Last week was a time to get away. I had been looking forward to the time for weeks. Any time I get to put work down for an extended period of time to be present with myself, my wife, and family, that is a great time. We were going out of town for a few days, and I could not wait to leave.
Monday of last week I got food poisoning. I don’t get food poisoning. I did not expect to get sick, so I naturally did what anyone in that position who did not want to get sick would do, I pretended I was fine. Vacation was saved! But I wasn’t fine.
We were playing cards when my wife asked if I was okay. I told her I was fine, but then she felt my head. I was burning up. She validated that I was sick. I felt like an 8 year old being sent to bed because I was staying home from school. I took a glass of water and retreated to sleep.
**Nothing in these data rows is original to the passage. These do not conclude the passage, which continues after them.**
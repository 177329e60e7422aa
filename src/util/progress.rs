//! Progress indicators for sync runs.
//!
//! Bars are drawn only when stderr is an interactive terminal; otherwise a
//! hidden bar is returned so callers never branch on visibility.

use indicatif::{ProgressBar, ProgressDrawTarget, ProgressStyle};
use std::io::{IsTerminal, stderr};
use std::time::Duration;

/// Progress is shown only if stderr is an interactive terminal.
#[must_use]
pub fn should_show_progress() -> bool {
    stderr().is_terminal()
}

/// A per-repository bar; the length is set once targets are known.
#[must_use]
pub fn create_progress_bar(total: u64, message: &str, show: bool) -> ProgressBar {
    let pb = ProgressBar::new(total);
    if !show {
        pb.set_draw_target(ProgressDrawTarget::hidden());
        return pb;
    }

    if let Ok(style) = ProgressStyle::default_bar()
        .template("{spinner:.green} [{elapsed_precise}] [{bar:40.cyan/blue}] {pos}/{len} {msg}")
    {
        pb.set_style(style.progress_chars("=>-"));
    }
    pb.set_message(message.to_string());
    pb.enable_steady_tick(Duration::from_millis(100));
    pb
}

/// A spinner for the remote repository listing.
#[must_use]
pub fn create_spinner(message: &str, show: bool) -> ProgressBar {
    let pb = ProgressBar::new_spinner();
    if !show {
        pb.set_draw_target(ProgressDrawTarget::hidden());
        return pb;
    }

    if let Ok(style) = ProgressStyle::default_spinner().template("{spinner:.green} {msg}") {
        pb.set_style(style);
    }
    pb.set_message(message.to_string());
    pb.enable_steady_tick(Duration::from_millis(100));
    pb
}

#[cfg(test)]
mod tests {
    use super::*;

    #[test]
    fn test_hidden_bar_counts() {
        let pb = create_progress_bar(3, "Syncing", false);
        pb.inc(2);
        assert_eq!(pb.position(), 2);
        pb.finish_and_clear();
    }

    #[test]
    fn test_hidden_spinner() {
        let spinner = create_spinner("Listing repositories", false);
        spinner.finish_and_clear();
        assert!(spinner.is_finished());
    }
}
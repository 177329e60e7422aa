use assert_cmd::Command;
use std::ffi::OsStr;
use std::fs;
use std::path::PathBuf;
use tempfile::TempDir;

#[derive(Debug)]
pub struct KanbanRun {
    pub stdout: String,
    pub stderr: String,
    pub status: std::process::ExitStatus,
}

impl KanbanRun {
    pub fn code(&self) -> Option<i32> {
        self.status.code()
    }

    /// The structured error printed on stderr.
    pub fn error_json(&self) -> serde_json::Value {
        serde_json::from_str(extract_json_payload(&self.stderr).as_str())
            .unwrap_or_else(|e| panic!("stderr is not JSON ({e}): {}", self.stderr))
    }

    pub fn stdout_json(&self) -> serde_json::Value {
        serde_json::from_str(extract_json_payload(&self.stdout).as_str())
            .unwrap_or_else(|e| panic!("stdout is not JSON ({e}): {}", self.stdout))
    }
}

/// A throwaway HOME with XDG config and data directories inside it.
pub struct KanbanWorkspace {
    pub temp_dir: TempDir,
    pub root: PathBuf,
}

impl KanbanWorkspace {
    pub fn new() -> Self {
        let temp_dir = TempDir::new().expect("temp dir");
        let root = temp_dir.path().to_path_buf();
        Self { temp_dir, root }
    }

    pub fn config_home(&self) -> PathBuf {
        self.root.join("config")
    }

    pub fn data_home(&self) -> PathBuf {
        self.root.join("data")
    }

    pub fn config_path(&self) -> PathBuf {
        self.config_home().join("kanban").join("config.yaml")
    }

    pub fn db_path(&self) -> PathBuf {
        self.data_home().join("kanban").join("kanban.db")
    }

    pub fn write_config(&self, yaml: &str) {
        let path = self.config_path();
        fs::create_dir_all(path.parent().expect("config dir")).expect("create config dir");
        fs::write(&path, yaml).expect("write config");
    }
}

/// A `kanban` command isolated to the workspace's HOME and XDG directories.
pub fn kanban_cmd(workspace: &KanbanWorkspace) -> Command {
    let mut cmd = Command::new(assert_cmd::cargo::cargo_bin!("kanban"));
    cmd.current_dir(&workspace.root);
    cmd.env_remove("KANBAN_ORG");
    cmd.env_remove("KANBAN_DB");
    cmd.env_remove("KANBAN_CONCURRENCY");
    cmd.env_remove("RUST_LOG");
    cmd.env("HOME", &workspace.root);
    cmd.env("XDG_CONFIG_HOME", workspace.config_home());
    cmd.env("XDG_DATA_HOME", workspace.data_home());
    cmd.env("NO_COLOR", "1");
    cmd
}

pub fn run_kanban<I, S>(workspace: &KanbanWorkspace, args: I) -> KanbanRun
where
    I: IntoIterator<Item = S>,
    S: AsRef<OsStr>,
{
    run_kanban_with_env(workspace, args, std::iter::empty::<(String, String)>())
}

pub fn run_kanban_with_env<I, S, E, K, V>(
    workspace: &KanbanWorkspace,
    args: I,
    env_vars: E,
) -> KanbanRun
where
    I: IntoIterator<Item = S>,
    S: AsRef<OsStr>,
    E: IntoIterator<Item = (K, V)>,
    K: AsRef<OsStr>,
    V: AsRef<OsStr>,
{
    let mut cmd = kanban_cmd(workspace);
    cmd.args(args);
    cmd.envs(env_vars);

    let output = cmd.output().expect("run kanban");
    KanbanRun {
        stdout: String::from_utf8_lossy(&output.stdout).to_string(),
        stderr: String::from_utf8_lossy(&output.stderr).to_string(),
        status: output.status,
    }
}

/// Skip log lines before the first JSON value.
pub fn extract_json_payload(output: &str) -> String {
    let lines: Vec<&str> = output.lines().collect();
    for (idx, line) in lines.iter().enumerate() {
        let trimmed = line.trim_start();
        if trimmed.starts_with('[') || trimmed.starts_with('{') {
            return lines[idx..].join("\n").trim().to_string();
        }
    }
    output.trim().to_string()
}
We got home from vacation and I wanted to jump in to work. I felt I should be rested because of the time away and I was excited about all there was to do. I got up on Monday morning, ready for the day, and by 9:15 I was thoroughly convinced that I had messed up. I was exhausted from being sick. All of the momentum I thought I had was gone. My bipolar was acting up. I was buried in a pile of meetings and things that had to get done, and I felt like I was unable to do anything.
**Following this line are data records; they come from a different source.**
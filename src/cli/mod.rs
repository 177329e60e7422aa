//! CLI definitions and entry point.

use clap::{Args, Parser, Subcommand, ValueEnum};
use std::path::PathBuf;

use crate::config::CliOverrides;

pub mod commands;

/// Local mirror of GitHub issues with Kanban flow metrics
#[derive(Parser, Debug)]
#[command(name = "kanban", author, version, about, long_about = None)]
pub struct Cli {
    #[command(subcommand)]
    pub command: Commands,

    /// Database path (default: $XDG_DATA_HOME/kanban/kanban.db)
    #[arg(long, global = true)]
    pub db: Option<PathBuf>,

    /// Config file (default: $XDG_CONFIG_HOME/kanban/config.yaml)
    #[arg(long, global = true)]
    pub config: Option<PathBuf>,

    /// GitHub organization (overrides config and KANBAN_ORG)
    #[arg(long, global = true)]
    pub org: Option<String>,

    /// Output as JSON
    #[arg(long, global = true)]
    pub json: bool,

    /// Increase logging verbosity (-v, -vv)
    #[arg(short, long, action = clap::ArgAction::Count, global = true)]
    pub verbose: u8,

    /// Quiet mode (no output except errors)
    #[arg(short, long, global = true)]
    pub quiet: bool,

    /// Disable colored output
    #[arg(long, global = true)]
    pub no_color: bool,

    /// Write logs to this file instead of stderr
    #[arg(long, global = true)]
    pub log_file: Option<PathBuf>,
}

impl Cli {
    #[must_use]
    pub fn overrides(&self) -> CliOverrides {
        CliOverrides {
            config: self.config.clone(),
            db: self.db.clone(),
            org: self.org.clone(),
            concurrency: match &self.command {
                Commands::Sync(args) => args.concurrency,
                _ => None,
            },
        }
    }
}

#[derive(Subcommand, Debug)]
pub enum Commands {
    /// Pull issues (and optionally PRs) from GitHub into the local store
    Sync(SyncArgs),

    /// Compute Kanban flow metrics for a repository
    Metrics(MetricsArgs),

    /// Show the board grouped by status
    Board(BoardArgs),

    /// Compare repository labels against the configured set
    Audit(AuditArgs),

    /// Cumulative flow diagram snapshots
    Cfd {
        #[command(subcommand)]
        command: CfdCommands,
    },

    /// Database management
    Db {
        #[command(subcommand)]
        command: DbCommands,
    },

    /// Inspect configuration
    Config {
        #[command(subcommand)]
        command: ConfigCommands,
    },

    /// Generate shell completions
    Completions(CompletionsArgs),

    /// Show version information
    Version,
}

#[derive(Args, Debug, Clone, Default)]
#[allow(clippy::struct_excessive_bools)]
pub struct SyncArgs {
    /// Repository to sync (repeatable; default: from config)
    #[arg(long = "repo", value_name = "REPO")]
    pub repos: Vec<String>,

    /// Push configured labels (default)
    #[arg(long, overrides_with = "no_labels")]
    pub labels: bool,

    /// Skip label sync
    #[arg(long)]
    pub no_labels: bool,

    /// Also sync pull requests and their linked issues
    #[arg(long)]
    pub prs: bool,

    /// Refine history from issue timelines (one call per issue)
    #[arg(long)]
    pub timeline: bool,

    /// Repositories synced in parallel
    #[arg(long)]
    pub concurrency: Option<usize>,

    /// Skip the daily CFD snapshot
    #[arg(long)]
    pub no_snapshot: bool,
}

impl SyncArgs {
    #[must_use]
    pub const fn sync_labels(&self) -> bool {
        !self.no_labels
    }
}

#[derive(Args, Debug, Clone, Default)]
pub struct MetricsArgs {
    /// Repository (`name` or `org/name`; default: every synced repository)
    #[arg(long)]
    pub repo: Option<String>,

    /// One report pooling every synced repository
    #[arg(long, conflicts_with = "repo")]
    pub all: bool,

    /// Window in days (default: settings.metrics_window_days)
    #[arg(long)]
    pub days: Option<u32>,

    /// Only list aging issues assigned to this user
    #[arg(long)]
    pub assignee: Option<String>,
}

#[derive(Args, Debug, Clone, Default)]
pub struct BoardArgs {
    /// Repository (`name` or `org/name`; default: all)
    #[arg(long)]
    pub repo: Option<String>,

    /// Only show cards assigned to this user
    #[arg(long)]
    pub assignee: Option<String>,

    /// Cards shown per column
    #[arg(long)]
    pub limit: Option<usize>,
}

#[derive(Args, Debug, Clone, Default)]
pub struct AuditArgs {
    /// Repository to audit (repeatable; default: from config)
    #[arg(long = "repo", value_name = "REPO")]
    pub repos: Vec<String>,
}

#[derive(Subcommand, Debug, Clone)]
pub enum CfdCommands {
    /// Record today's status counts
    Snapshot {
        /// Repository (`name` or `org/name`)
        #[arg(long)]
        repo: String,
    },
    /// Show snapshots for recent days
    Show {
        /// Repository (`name` or `org/name`)
        #[arg(long)]
        repo: String,

        /// Days back from today
        #[arg(long, default_value_t = 30)]
        days: u32,
    },
}

#[derive(Subcommand, Debug, Clone)]
pub enum DbCommands {
    /// Create the database (or migrate it to the current schema)
    Init,
    /// Show store statistics
    Stats,
    /// Print the database path
    Path,
}

#[derive(Subcommand, Debug, Clone)]
pub enum ConfigCommands {
    /// Print the resolved configuration
    Show,
    /// Validate the configuration
    Validate,
}

#[derive(Args, Debug, Clone)]
pub struct CompletionsArgs {
    /// Shell to generate completions for
    #[arg(value_enum)]
    pub shell: ShellType,

    /// Output file (default: stdout)
    #[arg(short, long)]
    pub output: Option<PathBuf>,
}

#[derive(ValueEnum, Debug, Clone, Copy, PartialEq, Eq)]
pub enum ShellType {
    Bash,
    Zsh,
    Fish,
    #[value(name = "powershell")]
    PowerShell,
    Elvish,
}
I met with a person who had a psychotic break recently. We spoke for an hour, and at the end of that hour, I had heard her journey, and understood mine.
Over the course of the last week, I had come to doubt myself, what I was capable of, and if I was ever going to be enough. I had changed the way I thought about myself, and instead of just acting, I was worried about whether or not I was good enough to do the thing I was thinking acting on. The person I met with had simply said, “I’m still me.” Inside I was touched because I wanted so badly to see myself in that moment as still me.
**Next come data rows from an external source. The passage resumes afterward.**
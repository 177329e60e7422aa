//! Shell completions generation command.
//!
//! ```bash
//! kanban completions bash > ~/.local/share/bash-completion/completions/kanban
//! kanban completions zsh -o ~/.zsh/completions/_kanban
//! ```

use crate::cli::{Cli, CompletionsArgs, ShellType};
use crate::error::Result;
use clap::CommandFactory;
use clap_complete::{Shell, generate};
use std::io;
use tracing::info;

const BIN_NAME: &str = "kanban";

/// Execute the completions command.
///
/// # Errors
///
/// Returns an error if the output file cannot be written.
pub fn execute(args: &CompletionsArgs) -> Result<()> {
    info!(shell = ?args.shell, output = ?args.output, "Generating shell completions");

    let mut cmd = Cli::command();
    let shell = convert_shell_type(args.shell);

    if let Some(output_path) = &args.output {
        let mut file = std::fs::File::create(output_path)?;
        generate(shell, &mut cmd, BIN_NAME, &mut file);
        eprintln!("Generated {shell} completions to {}", output_path.display());
    } else {
        generate(shell, &mut cmd, BIN_NAME, &mut io::stdout());
    }
    Ok(())
}

const fn convert_shell_type(shell: ShellType) -> Shell {
    match shell {
        ShellType::Bash => Shell::Bash,
        ShellType::Zsh => Shell::Zsh,
        ShellType::Fish => Shell::Fish,
        ShellType::PowerShell => Shell::PowerShell,
        ShellType::Elvish => Shell::Elvish,
    }
}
For years I was treated as something instead of as someone when my bipolar disorder flared up. Suddenly I was a problem to be fixed instead of a person to be loved. The questions would begin: Did you take your meds? Did you get enough sleep? Are you eating well? Did you exercise? The answer was yes to all of the above, but I was sick and needed time to recover. When none of the questions gave the inquisitor the answer they were looking for, they would just tell me there was nothing they could do.
In that place, I needed someone to tell me that I was still me, still the person they knew, and that a bad day did not define me. I needed to know that things would be okay, and that I was still perceived as being me in the midst of whatever I was going through. I needed to be told that I was not defective. I needed to know people cared. I needed to know that even if I felt broken, I was still me.
I have come to give myself more and more of that perspective recently, but I still struggle when work has piled up and I feel like I am immobilized mentally. I still struggle with shame when I feel like I have not lived up to my own expectations of myself. And in some ways, I think that is okay. Because under all of the struggles,the expectations, and the shame, I am still Brandon. I am still the person I was before food poisoning, before a trip, and before feeling like I was unable to work on Monday morning.
In that moment a few days ago, I realized the magic of My Quiet Cave. The magic is that I’m still me, even when I have bad days. She was still herself. And the rest of our Overcome participants, Cave Group participants, volunteers, leaders, board members, friends, partners and colleagues alike, are still themselves when things don’t feel quite right. In the midst of friends like that, it is easier to hear “You are still you,” and it becomes easier to say, “I’m still me.”